Wie wird abgerechnet?

Posted by admin | Allgemein | | Dienstag 29 Juli 2008 16:56

Die private Krankenkasse agiert nach dem Kostenerstattungsprinzip, wobei die Abrechnung prinzipiell zwischen Krankenkasse und Versicherungsnehmer stattfindet. Das bedeutet, dass der Versicherte zunächst in Vorleistung geht und das Versicherungsunternehmen die Kosten, je nach vereinbartem Versicherungsumfang, anschließend erstattet. Sucht der Versicherungsnehmer also beispielsweise einen Arzt auf, stimmt dieser die Vorgehensweise mit dem Patienten ab und erstellt anhand der vereinbarten Therapie eine Rechnung.

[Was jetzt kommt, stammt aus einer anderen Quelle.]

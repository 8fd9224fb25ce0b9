use gpui::{AppContext, Entity};
use navbell_badge::BadgeState;

/// Frontend-side state of the unread notifications badge.
#[derive(Debug, Clone, Default)]
pub struct UnreadEntity {
    pub badge: BadgeState,
}

impl UnreadEntity {
    /// Reconciles the badge against a freshly fetched count and notifies
    /// observers. Updates are applied in arrival order.
    pub fn update<C: AppContext>(entity: &Entity<Self>, cantidad: u64, cx: &mut C) {
        entity.update(cx, |this, cx| {
            this.badge.apply(cantidad);
            cx.notify();
        });
    }
}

Rechnungsempfänger ist der Patient, da er der Vertragspartner des Arztes ist. Der Patient reicht diese Rechnung nun bei der Versicherung ein, die den Rechnungsbetrag auf sein Konto erstattet. Ähnlich verhält es sich bei dem Erwerb von Medikamenten, bei dem die Quittung oder Rechnung der Apotheke als Nachweis gilt und bei der Versicherung eingereicht wird. Grundsätzlich ist der Patient jedoch verpflichtet, die an ihn gerichtete Rechnung zu begleichen, auch wenn die Krankenkasse die Erstattung der Kosten ablehnt. Etwas anders verhält es sich bei einem stationären Aufenthalt. Hierbei ist die übliche Vorgehensweise, dass der Versicherungsnehmer eine Erklärung unterschreibt, durch die er seine Ansprüche gegenüber der Krankenkasse zugunsten des Krankenhauses abtritt, wodurch eine direkte Abrechnung zwischen Krankenkasse und Krankenhaus erfolgen kann. Das Kostenerstattungsprinzip mag aufwendig erscheinen, bieten jedoch zwei wichtige Vorteile. Im Gegensatz zu einer gesetzlichen Krankenkasse, die lediglich die Kosten für vorgeschriebene Leistungen übernimmt, erstattet die private Krankenkasse die Kosten, die aus den vereinbarten Leistungen zwischen Arzt und Patient entstehen, wodurch wiederum eine individuelle Abstimmung der benötigten Therapie ermöglicht wird. Zum anderen wird auf diese Weise eine umfassende Kontrolle der in Rechnung gestellten Kosten möglich. Dies ist insofern wichtig, als dass einige Versicherungsverträge eine Art Rückvergütung beinhalten, wenn die versicherten Leistungen nicht oder nicht in vollem Umfang ausgeschöpft werden. Zudem kann der Versicherungsnehmer eine Art Selbstbeteiligung oder die Kostenübernahme nur in einem bestimmten Umfang mit der Versicherung vereinbaren.